Responsible Disclosure
Parthenius Air welcomes responsible, good-faith reports of security vulnerabilities affecting our public-facing systems and services. Security is strengthened through responsible collaboration. We appreciate researchers who help improve the resilience of our systems through ethical and responsible disclosure.
What this policy covers
This policy applies only to publicly accessible Parthenius Air digital assets.
This policy does not authorise testing against client systems, operational deployments, drone infrastructure, communications infrastructure, physical facilities, or any environment where testing could affect safety or operations.

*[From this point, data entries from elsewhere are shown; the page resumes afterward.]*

// ABOUTME: Image creation from language build specs
// ABOUTME: Resolves the build description and reports build logs on success and failure

use std::sync::Arc;
use tracing::{error, info};

use crate::error::Result;
use crate::image_spec::ImageSpecBuilder;
use crate::providers::{BuildRequest, ContainerEngine};
use crate::types::{CreateImageResponse, ImageBuildSpec};

pub struct ImageBuilder {
    engine: Arc<dyn ContainerEngine>,
    spec_builder: ImageSpecBuilder,
}

impl ImageBuilder {
    pub fn new(engine: Arc<dyn ContainerEngine>, spec_builder: ImageSpecBuilder) -> Self {
        Self {
            engine,
            spec_builder,
        }
    }

    /// Build an image; failures come back as an unsuccessful response
    pub async fn create_image(&self, spec: &ImageBuildSpec) -> CreateImageResponse {
        match self.try_create_image(spec).await {
            Ok(response) => response,
            Err(e) => {
                error!("Image creation failed: {}", e);
                CreateImageResponse::failure(&e)
            }
        }
    }

    async fn try_create_image(&self, spec: &ImageBuildSpec) -> Result<CreateImageResponse> {
        let description = self.spec_builder.describe(spec).await?;
        info!(
            "Building {} for languages {:?}",
            description.tag, spec.languages
        );

        let output = self
            .engine
            .build_image(&BuildRequest {
                dockerfile: description.dockerfile,
                tag: description.tag,
                no_cache: true,
            })
            .await?;

        info!("Built image {} ({})", description.image_name, output.image_id);
        Ok(CreateImageResponse {
            success: true,
            image_id: Some(output.image_id.into_inner()),
            image_name: Some(description.image_name),
            build_logs: output.logs,
            error_message: None,
        })
    }
}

How to report a vulnerability
Please include the following in your report:
- A description of the issue
- The affected system or URL
- Reproduction steps
- Potential impact
- Supporting evidence
What researchers can expect
On receipt of a responsible disclosure report, Parthenius Air will:
- Acknowledge receipt of the report
- Investigate legitimate reports in good faith
- Remediate confirmed vulnerabilities where appropriate
- Communicate with the reporter when practical
Responsible research
Researchers conducting security research under this policy should:
- Act lawfully and in good faith
- Avoid service disruption
- Avoid accessing data unnecessarily
- Avoid social engineering, physical intrusion, and denial-of-service testing
- Allow reasonable remediation time before public disclosure
Legal protection
Where research is conducted responsibly, lawfully, and in accordance with this policy, Parthenius Air will not pursue legal action solely for the responsible reporting of a genuine security vulnerability.
This safe harbour does not apply to activities that disrupt services, compromise client systems, exceed authorised access, involve extortion, or violate applicable law.
Acknowledgement
With the researcher's consent, Parthenius Air may acknowledge meaningful responsible disclosures.